I don't feel like I've read enough yet to adequately answer this, but what I said to bump/res the thread covers what I have read so far, give or take Sen's direct engagement with Rawlsian moral thinking. He discusses two approaches to justice. One, called the Transcendental Theory of Justice, hinges on conceptualising the perfectly just scenario and how we can approach or achieve it (which stemmed largely from the western Enlightenment). The other, his own, accepts the world is never going to achieve that and instead considers the practical -- which I suppose means it accepts certain injustices will never be fixed or addressed. I like the realism of the latter, as I believe Sen does as well, and think the former is too fixated on perfection as a model.


Hmm. I'm not sure there is, or needs to be, a distinction between the two.

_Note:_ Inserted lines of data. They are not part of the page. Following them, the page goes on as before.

use std::thread;

use anyhow::{Result, anyhow};
use crossbeam_channel::{Receiver, Sender};
use trayicon::{Icon, MenuBuilder, TrayIconBuilder};

use crate::hotkey::KeyboardHook;
use crate::overlay::OverlayManager;

/// Events handled by the application event loop. The tray icon and the
/// global hotkey both feed this channel.
#[derive(Copy, Clone, Eq, PartialEq, Debug)]
pub enum AppEvent {
    ShowMenu,
    ToggleOverlay,
    Exit,
}

/// Creates the tray icon and spawns the application event loop.
///
/// The event thread takes ownership of the overlay manager and the keyboard
/// hook; on [`AppEvent::Exit`] it releases both, drops the tray icon, and
/// terminates the process. The `Drop` impls of the manager and hook make a
/// second release attempt harmless.
pub fn run_tray_event_loop(
    mut manager: OverlayManager,
    mut hook: KeyboardHook,
    event_tx: Sender<AppEvent>,
    event_rx: Receiver<AppEvent>,
) -> Result<()> {
    let icon = Icon::from_buffer(include_bytes!("../res/app.ico"), None, None)
        .map_err(|e| anyhow!("failed to load tray icon: {e:?}"))?;

    let menu = MenuBuilder::new().item("Exit", AppEvent::Exit);

    let tray_icon = TrayIconBuilder::new()
        .sender(move |e| {
            let _ = event_tx.send(*e);
        })
        .icon(icon)
        .tooltip("Desk HUD")
        .on_click(AppEvent::ShowMenu)
        .on_right_click(AppEvent::ShowMenu)
        .menu(menu)
        .build()
        .map_err(|e| anyhow!("failed to build tray icon: {e:?}"))?;

    thread::spawn(move || {
        let mut tray_icon = Some(tray_icon);

        for event in event_rx.iter() {
            match event {
                AppEvent::ShowMenu => {
                    if let Some(tray) = tray_icon.as_mut() {
                        let _ = tray.show_menu();
                    }
                }
                AppEvent::ToggleOverlay => manager.toggle(),
                AppEvent::Exit => {
                    tracing::info!("exit requested from tray");
                    hook.deactivate();
                    manager.shutdown();
                    drop(tray_icon.take());
                    std::process::exit(0);
                }
            }
        }
    });

    Ok(())
}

How does one measure 'more just' in any given practical situation without a model of Perfect Justice to draw upon? Everyone in a given society is raised with a given general model of what Justice is baked into them from their youngest days, all of our stories, parables, and myths bake it deep into the psyche. One can advance or fine-tune their sense of Justice, or warp it all out of true as in the case of many lawyers (though ironically, a number of lawyer-types I've spoken to have actually drawn a sharp distinction between what they believe is legal and what they believe is just and admit there's a distressingly low correlation between the two. Even lawyers know lawyers are scumbags :P), but the fact of the matter is that every person has their own conception of Ideal/Perfect Justice, and in any pertinent practical situation they find themselves in, their instinct is going to be to try and steer that situation closer to their ideal of what Justice should be.

One cannot improve the overall level of Justice in a situation without knowing what is or is not just, and one cannot know what is or is not just without a model of what Justice is. Whether one leans more towards quick, sloppy expediency - right-now Justice - or slow, sluggish True Justice is likely a better approximation, and something one can also see in the parable of the flute. Right-now Justice types will award the flute to one given child, cite their reasons, and state that any attempt to prolong a decision and make a stronger decision either pollutes the original question (as I stated back in the first few pages of the thread) or causes more issues than it solves. Slow Path Justice types would refuse to tolerate an expedient decision and instead try to force outside variables in the story to allow them to either force the children to share the flute or produce more flutes - in some way, approach a state of Justice wherein all three children's objectives can be achieved.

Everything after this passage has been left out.